Iran’s Labor News Agency, ILNA, reported on May 23rd that a traditional music group was scheduled to play at one of the largest annual charity programs in the northwestern city of Qazvin on Thursday, May 22nd.
The performance was supposed to take place at the auditorium of the Azad University of Qazvin. But shortly before the start of the program, Moussa Khani, the university president ordered the female musicians out of the group saying they are barred from performing. The women weren’t even allowed to join the audience to watch their fellow male musicians perform.
This prompted many of the musicians to leave the auditorium in protest, according to the ILNA news.
Ahmad Shokri, the organizer of the charity event told the news agency that: “The group female musicians is the most respected traditional music group in Qazvin province who agreed to perform for the charity for free. But in the middle of the event, by the order of the dean of Azad University of Qazvin, they were prohibited to perform on the stage.”

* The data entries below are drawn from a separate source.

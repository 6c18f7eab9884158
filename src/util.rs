// Utility helpers for parsing, text canonicalization and number formatting.
//
// All the "dirty" CSV text handling lives here so the rest of the code can
// assume clean, typed values.
use chrono::NaiveDate;
use num_format::{Locale, ToFormattedString};

/// Source format of `data_ocorrencia_sinistro`.
pub const DATE_FORMAT: &str = "%d/%m/%Y";

/// Trim an optional CSV cell, treating blank cells as missing.
pub fn non_empty(s: Option<&str>) -> Option<&str> {
    let s = s?.trim();
    if s.is_empty() {
        None
    } else {
        Some(s)
    }
}

/// Lower-case then title-case a categorical value.
///
/// Title case follows the usual dataframe rule: the first letter of every
/// run of alphabetic characters is upper-cased and the rest lower-cased, so
/// `"PRONTO-socorro"` becomes `"Pronto-Socorro"`. Applying it twice is a
/// no-op.
pub fn title_case(s: &str) -> String {
    let mut out = String::with_capacity(s.len());
    let mut prev_alpha = false;
    for c in s.trim().chars() {
        if c.is_alphabetic() {
            if prev_alpha {
                out.extend(c.to_lowercase());
            } else {
                out.extend(c.to_uppercase());
            }
            prev_alpha = true;
        } else {
            out.push(c);
            prev_alpha = false;
        }
    }
    out
}

pub fn parse_date(s: &str) -> Option<NaiveDate> {
    NaiveDate::parse_from_str(s.trim(), DATE_FORMAT).ok()
}

/// Parse a paid amount. Plain and exponent notation (`1.5e3`) are accepted;
/// NaN, infinity and negative values are not.
pub fn parse_amount(s: &str) -> Option<f64> {
    match s.trim().parse::<f64>() {
        Ok(v) if v.is_finite() && v >= 0.0 => Some(v),
        _ => None,
    }
}

/// Parse a cluster label. Integral floats (`"8.0"`) are accepted because a
/// nullable integer column is usually written out as floats.
pub fn parse_cluster(s: &str) -> Option<i64> {
    let s = s.trim();
    if let Ok(v) = s.parse::<i64>() {
        return Some(v);
    }
    let v = s.parse::<f64>().ok()?;
    if v.is_finite() && v.fract() == 0.0 {
        Some(v as i64)
    } else {
        None
    }
}

pub fn round2(v: f64) -> f64 {
    (v * 100.0).round() / 100.0
}

/// Mean paid amount over a set of claims. A profile with no claims has a
/// mean of zero.
pub fn mean_paid<'a>(amounts: impl IntoIterator<Item = &'a f64>) -> f64 {
    let (sum, n) = amounts
        .into_iter()
        .fold((0.0_f64, 0usize), |(sum, n), v| (sum + v, n + 1));
    if n == 0 {
        0.0
    } else {
        sum / n as f64
    }
}

/// Currency-style display: thousands separators on the whole part, fixed
/// number of decimals.
pub fn format_number(n: f64, decimals: usize) -> String {
    let fixed = format!("{:.*}", decimals, n.abs());
    let (whole, frac) = match fixed.split_once('.') {
        Some((w, f)) => (w, Some(f)),
        None => (fixed.as_str(), None),
    };
    // Values past u64 range keep their plain digits.
    let grouped = whole
        .parse::<u64>()
        .map(|w| w.to_formatted_string(&Locale::en))
        .unwrap_or_else(|_| whole.to_string());
    let sign = if n < 0.0 && fixed.chars().any(|c| c.is_ascii_digit() && c != '0') {
        "-"
    } else {
        ""
    };
    match frac {
        Some(f) => format!("{sign}{grouped}.{f}"),
        None => format!("{sign}{grouped}"),
    }
}

/// Claim and claimant counts as shown on the dashboard.
pub fn format_count(n: usize) -> String {
    n.to_formatted_string(&Locale::en)
}
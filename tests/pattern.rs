mod common;

use common::approx_eq;
use dirttime_site::pattern::{evaluate, fbm, hash, noise, Rgb};
use glam::Vec2;

fn bits(c: Rgb) -> [u32; 3] {
    [c.r.to_bits(), c.g.to_bits(), c.b.to_bits()]
}

#[test]
fn evaluate_is_bit_identical_across_calls() {
    let samples = [
        (0.5, 0.5, 0.0, 1.0, Vec2::new(0.5, 0.5)),
        (0.1, 0.9, 12.34, 16.0 / 9.0, Vec2::new(192.5, 971.5)),
        (0.0, 0.0, 9999.5, 0.5, Vec2::new(0.5, 0.5)),
        (1.0, 1.0, 3.0, 2.0, Vec2::new(1919.5, 1079.5)),
    ];
    for (u, v, t, a, frag) in samples {
        assert_eq!(bits(evaluate(u, v, t, a, frag)), bits(evaluate(u, v, t, a, frag)));
    }
}

#[test]
fn hash_stays_in_unit_interval() {
    for x in -20..20 {
        for y in -20..20 {
            let h = hash(Vec2::new(x as f32 * 3.7, y as f32 * -1.3));
            assert!((0.0..1.0).contains(&h), "hash({x}, {y}) = {h}");
        }
    }
}

#[test]
fn noise_hits_hash_on_lattice_points() {
    for (x, y) in [(0.0, 0.0), (3.0, -2.0), (-7.0, 11.0)] {
        let p = Vec2::new(x, y);
        assert_eq!(noise(p), hash(p));
    }
}

#[test]
fn noise_and_fbm_are_bounded() {
    for i in 0..200 {
        let p = Vec2::new(i as f32 * 0.173 - 17.0, i as f32 * -0.091 + 4.0);
        let n = noise(p);
        assert!((0.0..=1.0).contains(&n), "noise {n}");
        let f = fbm(p);
        assert!((0.0..=0.9375).contains(&f), "fbm {f}");
    }
}

#[test]
fn field_is_spatially_continuous() {
    let frag = Vec2::new(100.5, 100.5);
    for i in 0..50 {
        let u = i as f32 / 50.0;
        let a = evaluate(u, 0.3, 4.2, 1.5, frag);
        let b = evaluate(u + 1e-4, 0.3, 4.2, 1.5, frag);
        assert!(approx_eq(a.r, b.r, 1e-3), "u={u}");
        assert!(approx_eq(a.g, b.g, 1e-3), "u={u}");
        assert!(approx_eq(a.b, b.b, 1e-3), "u={u}");
    }
}

#[test]
fn grain_is_small() {
    let a = evaluate(0.4, 0.6, 1.0, 1.0, Vec2::new(10.5, 20.5));
    let b = evaluate(0.4, 0.6, 1.0, 1.0, Vec2::new(811.5, 3.5));
    assert!((a.g - b.g).abs() <= 0.025);
}

#[test]
fn center_ignores_aspect() {
    let frag = Vec2::new(640.5, 360.5);
    let square = evaluate(0.5, 0.5, 7.0, 1.0, frag);
    let wide = evaluate(0.5, 0.5, 7.0, 21.0 / 9.0, frag);
    assert_eq!(bits(square), bits(wide));
}

#[test]
fn center_matches_hand_composition() {
    let time = 2.0;
    let frag = Vec2::new(0.5, 0.5);

    let n = fbm(Vec2::splat(time * 0.1));
    let pattern = (0.25 + n * 0.12).clamp(0.0, 1.0);
    let base = 0.039 + (0.065 - 0.039) * pattern;

    let d = Vec2::new(0.2, 0.1).length();
    let t = ((d - 0.6) / (0.0 - 0.6)).clamp(0.0, 1.0);
    let glow = t * t * (3.0 - 2.0 * t) * 0.02;
    let grain = hash(frag + time * 100.0) * 0.025 - 0.0125;

    let expected_r = base + (1.0 - base) * glow + grain;
    let expected_b = base + (0.0 - base) * glow + grain;

    let c = evaluate(0.5, 0.5, time, 1.0, frag);
    assert!(approx_eq(c.r, expected_r, 1e-6), "{} vs {}", c.r, expected_r);
    assert!(approx_eq(c.b, expected_b, 1e-6), "{} vs {}", c.b, expected_b);
}

#[test]
fn glow_warms_near_its_center_only() {
    let frag = Vec2::new(5.5, 5.5);
    // c = (0.2, 0.1) with aspect 1 sits on the glow centre.
    let warm = evaluate(0.7, 0.6, 0.0, 1.0, frag);
    assert!(warm.r > warm.g && warm.g > warm.b);

    // Far corner: no glow, so all channels agree.
    let grey = evaluate(0.0, 0.0, 0.0, 1.0, frag);
    assert_eq!(grey.r.to_bits(), grey.g.to_bits());
    assert_eq!(grey.g.to_bits(), grey.b.to_bits());
}

#[test]
fn vignette_darkens_corners() {
    // Same centred distance from the glow is not needed; compare worst cases.
    let frag = Vec2::new(0.5, 0.5);
    for t in [0.0, 5.0, 50.0] {
        let corner = evaluate(0.0, 1.0, t, 1.0, frag);
        assert!(corner.g < 0.065, "t={t} corner {}", corner.g);
    }
}

#[test]
fn presentation_clamps_out_of_range() {
    let c = Rgb {
        r: -0.2,
        g: 0.5,
        b: 1.7,
    };
    assert_eq!(c.to_rgba8(), [0, 128, 255, 255]);
}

“They were not even allowed to sit in the audience, which prompted many of the artists to leave the event in protest,” he added.
The fundamentalist regime ruling Iran cracks down on any art performance under the pretext of religious codes. But women, in particular, are the most repressed by this misogynist regime. Women artists, be it in theaters, music bands, or even in sports are barred from openly performing. Women are not allowed to perform as vocalists wherever there are male audiences. Women are even barred from entering sports stadiums where men athletes are competing. The monopolized state-run TV never shows musical instruments.
In February 2019, a pop group was banned by Iran’s religious police after a female guitarist sang a 12-second solo at their concert in Tehran.
In another development on May 17, 2019, a female singer by the name of Negar Moazzam was placed under surveillance by the Prosecutor’s Office of Isfahan Province for her solo singing during a sightseeing tour to the historical village of Abyaneh.
Since the mullahs took power in Iran in 1979, women have been banned from singing in public and their performances have always been censored. Female singers were forced to stay home and many left the country.